В Государственном Эрмитаже открылась выставка "Новояз. Британское искусство сейчас" — второй опыт сотрудничества музея с лондонской галереей крупнейшего эксперта и продюсера современного искусства Чарльза Саатчи. Два года назад Эрмитаж представил подготовленную им экспозицию "Америка сегодня". Изучив выставку, МИХАИЛ ТРОФИМЕНКОВ решил, что в Англии с искусством все в порядке.
Имя 66-летнего Саатчи, иракского еврея по происхождению, владельца крупнейшего в мире пиар-агентства, ассоциируется с раскрученными им хулиганистыми "Молодыми британскими художниками" (YBAs) — Дэмиеном Херстом, Трейси Эмин, братьями Чепмен. Сам Саатчи считает художников не по головам, а ангарами, где хранится его коллекция. На одном из таких складов сгорело искусства на £50 млн, но для Саатчи это пустяк. В его закромах есть почти все художники вчерашнего, сегодняшнего и завтрашнего дня.
В Эрмитаж приехало около 50 работ 25 художников, родившихся в 1961-1985 годах. Самый передовой, что ли, объект — каталог, изданный почти в жанре визуальной поэзии. На выставке же доминируют работы во вполне традиционном формате картины или скульптуры. Никакого видеоарта, и это греет душу.
Впрочем, "Рой" Тессы Фармер, главный экспонат, пожалуй что и шедевр, как раз сперва воспринимается как концептуалистское штукарство. Кажется, художница просто подвесила на нитях пчел и мух, кажущихся благодаря подсветке более многочисленными, чем на самом деле. Но "Рой" рассчитан на всматривание. Насекомых оседлали, то ли сражаясь, то ли гарцуя, крохотные крылатые скелеты, наверное, фей. Это не энтомология, а жутковатая мифология, которую Фармер давно разрабатывает.
Большинство же художников работают с культурными и историческими модулями. Но это уже не паразитирующий постмодернизм, не игра, а действительно новояз, способный порождать качественно новые смыслы. Ариф Озаш пишет побоища между изящными, как джинны, фигурками с персидских миниатюр и мощными, неповоротливыми обнаженными героями европейской классики. Воюет сама с собой и окружающая их архитектура-мутант, дробящаяся на европейские и восточные элементы. Очень остроумно, очень смешно, но не анекдотично: воюют герои, стили, цивилизации, способы видеть мир.

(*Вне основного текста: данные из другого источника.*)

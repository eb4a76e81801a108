// Linux-specific helpers: /proc/cpuinfo, cpufreq sysfs.

/// Read first "model name" from /proc/cpuinfo (Linux). Prefer over sysinfo
/// when it returns "cpu0" etc.
pub(super) fn read_cpu_model() -> Option<String> {
    #[cfg(target_os = "linux")]
    {
        let content = std::fs::read_to_string("/proc/cpuinfo").ok()?;
        for line in content.lines() {
            if line.starts_with("model name") {
                let name = line
                    .find(": ")
                    .map(|i| line[i + 2..].trim())
                    .filter(|s| !s.is_empty() && *s != "cpu0")?;
                return Some(name.to_string());
            }
        }
    }
    None
}

/// Read a cpufreq bound from /sys/devices/system/cpu/cpu0/cpufreq/<file>
/// (kHz on disk, returned as MHz). None where the platform has no cpufreq.
pub(super) fn read_cpufreq_mhz(file: &str) -> Option<f64> {
    #[cfg(target_os = "linux")]
    {
        let path = format!("/sys/devices/system/cpu/cpu0/cpufreq/{}", file);
        let content = std::fs::read_to_string(&path).ok()?;
        let khz = content.trim().parse::<u64>().ok()?;
        if khz > 0 {
            return Some(khz as f64 / 1_000.0);
        }
    }
    #[cfg(not(target_os = "linux"))]
    let _ = file;
    None
}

Джед Куинн тоже совмещает смыслы, заложенные в архитектуре и ландшафтах. По поводу "Призрака горы" можно, в принципе, и не знать, что кукольный домик среди исполинских деревьев — резиденция Адольфа Гитлера. Сама разница масштабов, зловеще манящее свечение домика в ночи вызывают ощущение опасности, неловкости, напоминают о садистской жестокости братьев Гримм. Короче говоря, формулируют романтический кошмар "сумрачного германского гения".
В наши дни наследием, переосмысливаемым художниками, оказывается не только классика в школьном понимании, но и классика ХХ века, которая сама по себе тоже что-то уже переосмысливала, прежде всего, конечно, поп-арт. Волну, вздымающуюся как на гравюре Хокусаи или в "Плоте "Медузы"" Теодора Жерико, Дик Эванс отливает из карбида кремния и нарекает "Черным виноградом", дешевой шипучкой кокни. И инкрустирует хабариками и мятой банкой из-под лимонада, мусором цивилизации, который посильнее любой стихии. Гошка Макуга представляет теософку "Мадам Блаватскую" в виде мумии ярмарочного факира, возлежащей на спинках двух стульев. И смешно, и зловеще: пожалуй, микст этих ощущений — британское ноу-хау.
На выставке "Америка сегодня" разочаровывали политизированные работы: инфантильный, плакатный соц-арт. Англичане же и политику осмысляют через арт-стили. "Сандинистов" Джонатана Уотериджа, для которых позировали "понаехавшие" в Лондон простолюдины, можно было бы квалифицировать как соцреализм, если бы они не были пропущены через оптику фотореализма. Скотт Кинг подменяет лицо Че Гевары с легендарной фотографии Альберто Корды лицом Шер. Почему бы и нет: Че уже давно и сам поп-звезда. В принципе и Саатчи, и многие участники выставки тоже вполне себе поп-звезды. Но именно потому, что прекрасно отдают себе в этом отчет, позволяют себе не гнаться за модой, а создавать ее.